Hengyi Petrochemical (000703) Third Quarterly Report Commentary: Results Meet Expected Profitability and Continuous Improvement

Hengyi Petrochemical (000703) Third Quarterly Report Commentary: Results Meet Expected Profitability and Continuous Improvement

Event: The company released the third quarter report of 2019, reporting that the combined company realized operating income of 622.

5.0 billion, down -6 every year.

37%; net profit attributable to mothers22.

1.4 billion, down 9 each year.

28%.

Investment points: single quarter profitability, the company’s third quarterly report is in line with expectations: the company’s cumulative net profit attributable to its mother in the third quarter of 201922.

14 billion, a decline of 9 per year.

28%; the company achieved net profit attributable to its mother in a single quarter9.

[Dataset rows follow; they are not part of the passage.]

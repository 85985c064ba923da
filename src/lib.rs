//! tiercast: tiered OHLC retrieval and technical indicator engine.
//!
//! Hexagonal architecture: domain logic in [`domain`], port traits in [`ports`],
//! concrete implementations in [`adapters`].

pub mod adapters;
pub mod cli;
pub mod domain;
pub mod obs;
pub mod ports;
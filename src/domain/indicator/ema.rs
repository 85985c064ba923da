//! Exponential Moving Average indicator.
//!
//! k = 2/(n+1), seed with first SMA, then EMA[i] = C[i]*k + EMA[i-1]*(1-k).
//! Warmup: first (n-1) values are undefined.

use crate::domain::error::TiercastError;
use crate::domain::indicator::check_period;

pub fn calculate_ema(closes: &[f64], period: usize) -> Result<Vec<Option<f64>>, TiercastError> {
    check_period("period", period, closes.len())?;

    let mut values = Vec::with_capacity(closes.len());
    let k = 2.0 / (period as f64 + 1.0);
    let mut ema = 0.0;
    let mut sum = 0.0;

    for (i, &close) in closes.iter().enumerate() {
        if i < period - 1 {
            sum += close;
            values.push(None);
        } else if i == period - 1 {
            sum += close;
            ema = sum / period as f64;
            values.push(Some(ema));
        } else {
            ema = close * k + ema * (1.0 - k);
            values.push(Some(ema));
        }
    }

    Ok(values)
}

3.7 billion, a decrease of 15 per year.

13%, performance is in line with expectations.

The third quarter of the company’s quarter-to-quarter initial increase is a supplement to the PTA in the third quarter of 2018, a large wave of surge, the quarterly average price reached 7570 yuan, while in the third quarter of 2019, the average price of PTA was only 5,500 yuan, the difference was 2070 yuan,The highest drop was 27%; the gradual decrease, the complexity of internal expectations in the third quarter, the intensification of Sino-US trade frictions, and the sharp devaluation of the RMB have all affected the company’s performance to a certain extent.

But from the past alone, the company achieved net profit attributable to mothers in the third quarter of 20199.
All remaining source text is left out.